(Records from a dataset)
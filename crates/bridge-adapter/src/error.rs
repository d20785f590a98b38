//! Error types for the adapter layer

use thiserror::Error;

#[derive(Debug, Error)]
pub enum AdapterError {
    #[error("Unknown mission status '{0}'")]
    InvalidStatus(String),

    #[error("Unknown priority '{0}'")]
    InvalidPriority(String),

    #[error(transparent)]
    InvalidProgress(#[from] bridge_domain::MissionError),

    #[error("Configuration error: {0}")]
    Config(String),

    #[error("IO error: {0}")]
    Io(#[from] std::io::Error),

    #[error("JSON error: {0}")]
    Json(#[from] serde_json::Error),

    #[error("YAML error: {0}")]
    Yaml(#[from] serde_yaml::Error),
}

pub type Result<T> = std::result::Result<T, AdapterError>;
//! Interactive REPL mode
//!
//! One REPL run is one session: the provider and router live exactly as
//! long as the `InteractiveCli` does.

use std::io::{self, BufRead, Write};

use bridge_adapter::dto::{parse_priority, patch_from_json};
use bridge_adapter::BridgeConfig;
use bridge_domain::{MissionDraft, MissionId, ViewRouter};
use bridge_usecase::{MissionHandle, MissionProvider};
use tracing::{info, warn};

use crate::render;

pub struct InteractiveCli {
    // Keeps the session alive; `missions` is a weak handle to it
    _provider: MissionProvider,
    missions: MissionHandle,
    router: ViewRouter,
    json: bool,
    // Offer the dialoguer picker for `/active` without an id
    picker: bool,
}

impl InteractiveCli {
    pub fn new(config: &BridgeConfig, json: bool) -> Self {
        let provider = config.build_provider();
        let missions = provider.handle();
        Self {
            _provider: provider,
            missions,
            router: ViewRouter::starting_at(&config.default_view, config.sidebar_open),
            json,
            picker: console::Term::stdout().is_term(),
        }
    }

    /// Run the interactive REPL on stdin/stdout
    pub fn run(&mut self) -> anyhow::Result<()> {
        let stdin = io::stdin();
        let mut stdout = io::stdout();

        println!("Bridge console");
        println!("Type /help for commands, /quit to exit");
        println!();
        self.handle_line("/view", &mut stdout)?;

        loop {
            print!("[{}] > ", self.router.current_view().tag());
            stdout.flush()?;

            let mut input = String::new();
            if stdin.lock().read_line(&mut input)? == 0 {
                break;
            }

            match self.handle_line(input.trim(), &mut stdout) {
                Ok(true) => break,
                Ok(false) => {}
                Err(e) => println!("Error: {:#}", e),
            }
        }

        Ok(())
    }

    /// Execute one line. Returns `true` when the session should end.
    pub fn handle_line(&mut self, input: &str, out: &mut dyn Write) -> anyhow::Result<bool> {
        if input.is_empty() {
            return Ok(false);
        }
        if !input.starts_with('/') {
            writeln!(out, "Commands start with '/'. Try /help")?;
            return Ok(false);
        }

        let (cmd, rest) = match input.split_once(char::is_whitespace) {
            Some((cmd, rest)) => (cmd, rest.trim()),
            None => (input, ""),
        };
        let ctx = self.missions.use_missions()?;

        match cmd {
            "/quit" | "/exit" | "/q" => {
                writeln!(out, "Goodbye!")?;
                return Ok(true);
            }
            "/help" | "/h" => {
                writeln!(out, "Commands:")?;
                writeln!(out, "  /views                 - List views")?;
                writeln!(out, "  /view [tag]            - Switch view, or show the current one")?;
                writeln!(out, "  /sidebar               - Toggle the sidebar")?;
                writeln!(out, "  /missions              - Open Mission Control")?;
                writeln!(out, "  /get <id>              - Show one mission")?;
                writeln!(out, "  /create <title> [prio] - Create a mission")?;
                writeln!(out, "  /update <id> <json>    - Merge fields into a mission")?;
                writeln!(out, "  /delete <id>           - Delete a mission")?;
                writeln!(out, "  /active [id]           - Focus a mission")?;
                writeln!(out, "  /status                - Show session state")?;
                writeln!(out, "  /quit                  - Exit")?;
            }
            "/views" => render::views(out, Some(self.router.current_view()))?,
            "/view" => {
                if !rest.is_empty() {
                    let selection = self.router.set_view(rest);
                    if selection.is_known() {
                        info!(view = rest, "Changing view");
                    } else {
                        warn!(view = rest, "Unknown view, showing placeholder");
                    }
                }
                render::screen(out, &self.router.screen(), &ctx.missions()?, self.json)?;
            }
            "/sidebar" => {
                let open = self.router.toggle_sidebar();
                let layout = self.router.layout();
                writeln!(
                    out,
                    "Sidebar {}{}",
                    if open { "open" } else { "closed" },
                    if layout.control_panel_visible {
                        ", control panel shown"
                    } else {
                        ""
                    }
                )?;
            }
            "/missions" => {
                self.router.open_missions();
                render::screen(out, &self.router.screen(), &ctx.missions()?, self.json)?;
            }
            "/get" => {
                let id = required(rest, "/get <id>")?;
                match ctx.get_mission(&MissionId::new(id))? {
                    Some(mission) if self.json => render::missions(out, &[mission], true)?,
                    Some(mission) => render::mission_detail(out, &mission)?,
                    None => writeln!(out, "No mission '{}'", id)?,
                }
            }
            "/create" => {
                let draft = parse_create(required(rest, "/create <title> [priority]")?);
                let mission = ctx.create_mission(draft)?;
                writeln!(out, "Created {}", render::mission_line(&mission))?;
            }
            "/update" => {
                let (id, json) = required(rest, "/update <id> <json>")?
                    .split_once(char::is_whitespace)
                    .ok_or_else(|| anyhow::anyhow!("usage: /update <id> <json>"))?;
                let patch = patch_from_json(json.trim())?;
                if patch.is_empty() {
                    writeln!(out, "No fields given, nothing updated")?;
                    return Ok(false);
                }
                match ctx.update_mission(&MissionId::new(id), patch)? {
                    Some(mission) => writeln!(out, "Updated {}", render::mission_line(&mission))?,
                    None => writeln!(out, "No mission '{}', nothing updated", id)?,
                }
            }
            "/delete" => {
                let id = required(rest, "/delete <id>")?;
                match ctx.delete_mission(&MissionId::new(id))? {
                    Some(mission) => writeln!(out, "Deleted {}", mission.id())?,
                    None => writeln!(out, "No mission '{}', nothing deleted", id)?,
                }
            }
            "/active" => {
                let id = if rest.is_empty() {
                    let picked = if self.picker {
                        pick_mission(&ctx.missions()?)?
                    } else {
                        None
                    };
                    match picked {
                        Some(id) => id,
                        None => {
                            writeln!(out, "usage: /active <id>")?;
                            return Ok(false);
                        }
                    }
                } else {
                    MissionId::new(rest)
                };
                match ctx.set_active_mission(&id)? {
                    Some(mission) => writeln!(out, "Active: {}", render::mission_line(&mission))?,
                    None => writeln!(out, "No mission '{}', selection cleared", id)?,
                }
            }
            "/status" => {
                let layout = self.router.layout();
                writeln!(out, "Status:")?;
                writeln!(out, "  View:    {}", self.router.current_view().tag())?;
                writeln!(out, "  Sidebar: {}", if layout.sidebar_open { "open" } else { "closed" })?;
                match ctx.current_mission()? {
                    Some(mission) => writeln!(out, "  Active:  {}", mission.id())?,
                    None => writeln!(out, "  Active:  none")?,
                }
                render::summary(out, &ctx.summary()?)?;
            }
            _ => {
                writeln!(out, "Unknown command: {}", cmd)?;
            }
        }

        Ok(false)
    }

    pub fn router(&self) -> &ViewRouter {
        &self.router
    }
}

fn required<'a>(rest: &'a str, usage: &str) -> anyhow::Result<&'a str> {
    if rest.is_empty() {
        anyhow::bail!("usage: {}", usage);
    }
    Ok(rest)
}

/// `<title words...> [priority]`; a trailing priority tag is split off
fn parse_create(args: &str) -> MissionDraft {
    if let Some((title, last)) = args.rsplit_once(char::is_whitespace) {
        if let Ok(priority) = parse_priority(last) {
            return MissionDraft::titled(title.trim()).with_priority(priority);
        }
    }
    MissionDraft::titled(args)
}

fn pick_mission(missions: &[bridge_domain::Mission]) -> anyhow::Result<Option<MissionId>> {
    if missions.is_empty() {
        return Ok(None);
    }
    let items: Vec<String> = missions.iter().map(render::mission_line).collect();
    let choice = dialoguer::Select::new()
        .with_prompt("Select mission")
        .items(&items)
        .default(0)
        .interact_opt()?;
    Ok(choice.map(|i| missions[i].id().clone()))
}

▶ _How to complete this task_
Copy, from the lines above, each one that holds "Result".

▶ _Response_
pub type Result<T> = std::result::Result<T, AdapterError>;
    pub fn run(&mut self) -> anyhow::Result<()> {
    pub fn handle_line(&mut self, input: &str, out: &mut dyn Write) -> anyhow::Result<bool> {
fn required<'a>(rest: &'a str, usage: &str) -> anyhow::Result<&'a str> {
fn pick_mission(missions: &[bridge_domain::Mission]) -> anyhow::Result<Option<MissionId>> {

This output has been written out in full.